*** DATA FOR ANALYSIS Section Begins ***
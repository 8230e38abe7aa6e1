//! Cells in the cellular automaton.

use std::{
    fmt::{self, Display, Formatter},
    str::FromStr,
};

#[cfg(feature = "serde")]
use serde::{Deserialize, Serialize};

/// The state of a cell.
///
/// States are plain integers. Which integers are legal is decided by the
/// [`RuleSpec`](crate::rules::RuleSpec).
#[derive(Clone, Copy, Debug, Default, PartialEq, Eq, PartialOrd, Ord, Hash)]
#[cfg_attr(feature = "serde", derive(Serialize, Deserialize))]
#[cfg_attr(feature = "serde", serde(transparent))]
pub struct State(pub i32);

impl Display for State {
    fn fmt(&self, f: &mut Formatter) -> fmt::Result {
        write!(f, "{}", self.0)
    }
}

impl From<i32> for State {
    fn from(state: i32) -> Self {
        State(state)
    }
}

/// The coordinates of a cell.
///
/// `(x-coordinate, y-coordinate)`, both 0-indexed.
/// `x` is the column and `y` is the row.
pub type Coord = (usize, usize);

/// The 3×3 block around a cell, in row-major order.
///
/// Index [`SELF_SLOT`] is the cell itself. `None` marks a position outside
/// the world.
pub type Window = [Option<State>; 9];

/// The index of the cell itself in a [`Window`].
pub const SELF_SLOT: usize = 4;

/// One border of the world.
#[derive(Clone, Copy, Debug, PartialEq, Eq, Hash)]
#[cfg_attr(feature = "serde", derive(Serialize, Deserialize))]
#[cfg_attr(feature = "serde", serde(rename_all = "lowercase"))]
pub enum Edge {
    /// The first row.
    North,
    /// The last column.
    East,
    /// The last row.
    South,
    /// The first column.
    West,
}

impl FromStr for Edge {
    type Err = String;

    fn from_str(s: &str) -> Result<Self, Self::Err> {
        match s.to_ascii_lowercase().as_str() {
            "n" | "north" | "0" => Ok(Edge::North),
            "e" | "east" | "1" => Ok(Edge::East),
            "s" | "south" | "2" => Ok(Edge::South),
            "w" | "west" | "3" => Ok(Edge::West),
            _ => Err(String::from("invalid edge")),
        }
    }
}

impl Display for Edge {
    fn fmt(&self, f: &mut Formatter) -> fmt::Result {
        let s = match self {
            Edge::North => "north",
            Edge::East => "east",
            Edge::South => "south",
            Edge::West => "west",
        };
        write!(f, "{}", s)
    }
}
*** DATA FOR ANALYSIS Section Ends ***
▸ EXERCISE DETAILS
Each line of the data is to be retyped exactly as shown.

▸ TASK SOLUTION
repository 8230e38abe7aa6e1
//! Cells in the cellular automaton.

use std::{
    fmt::{self, Display, Formatter},
    str::FromStr,
};

#[cfg(feature = "serde")]
use serde::{Deserialize, Serialize};

/// The state of a cell.
///
/// States are plain integers. Which integers are legal is decided by the
/// [`RuleSpec`](crate::rules::RuleSpec).
#[derive(Clone, Copy, Debug, Default, PartialEq, Eq, PartialOrd, Ord, Hash)]
#[cfg_attr(feature = "serde", derive(Serialize, Deserialize))]
#[cfg_attr(feature = "serde", serde(transparent))]
pub struct State(pub i32);

impl Display for State {
    fn fmt(&self, f: &mut Formatter) -> fmt::Result {
        write!(f, "{}", self.0)
    }
}

impl From<i32> for State {
    fn from(state: i32) -> Self {
        State(state)
    }
}

/// The coordinates of a cell.
///
/// `(x-coordinate, y-coordinate)`, both 0-indexed.
/// `x` is the column and `y` is the row.
pub type Coord = (usize, usize);

/// The 3×3 block around a cell, in row-major order.
///
/// Index [`SELF_SLOT`] is the cell itself. `None` marks a position outside
/// the world.
pub type Window = [Option<State>; 9];

/// The index of the cell itself in a [`Window`].
pub const SELF_SLOT: usize = 4;

/// One border of the world.
#[derive(Clone, Copy, Debug, PartialEq, Eq, Hash)]
#[cfg_attr(feature = "serde", derive(Serialize, Deserialize))]
#[cfg_attr(feature = "serde", serde(rename_all = "lowercase"))]
pub enum Edge {
    /// The first row.
    North,
    /// The last column.
    East,
    /// The last row.
    South,
    /// The first column.
    West,
}

impl FromStr for Edge {
    type Err = String;

    fn from_str(s: &str) -> Result<Self, Self::Err> {
        match s.to_ascii_lowercase().as_str() {
            "n" | "north" | "0" => Ok(Edge::North),
            "e" | "east" | "1" => Ok(Edge::East),
            "s" | "south" | "2" => Ok(Edge::South),
            "w" | "west" | "3" => Ok(Edge::West),
            _ => Err(String::from("invalid edge")),
        }
    }
}

impl Display for Edge {
    fn fmt(&self, f: &mut Formatter) -> fmt::Result {
        let s = match self {
            Edge::North => "north",
            Edge::East => "east",
            Edge::South => "south",
            Edge::West => "west",
        };
        write!(f, "{}", s)
    }
}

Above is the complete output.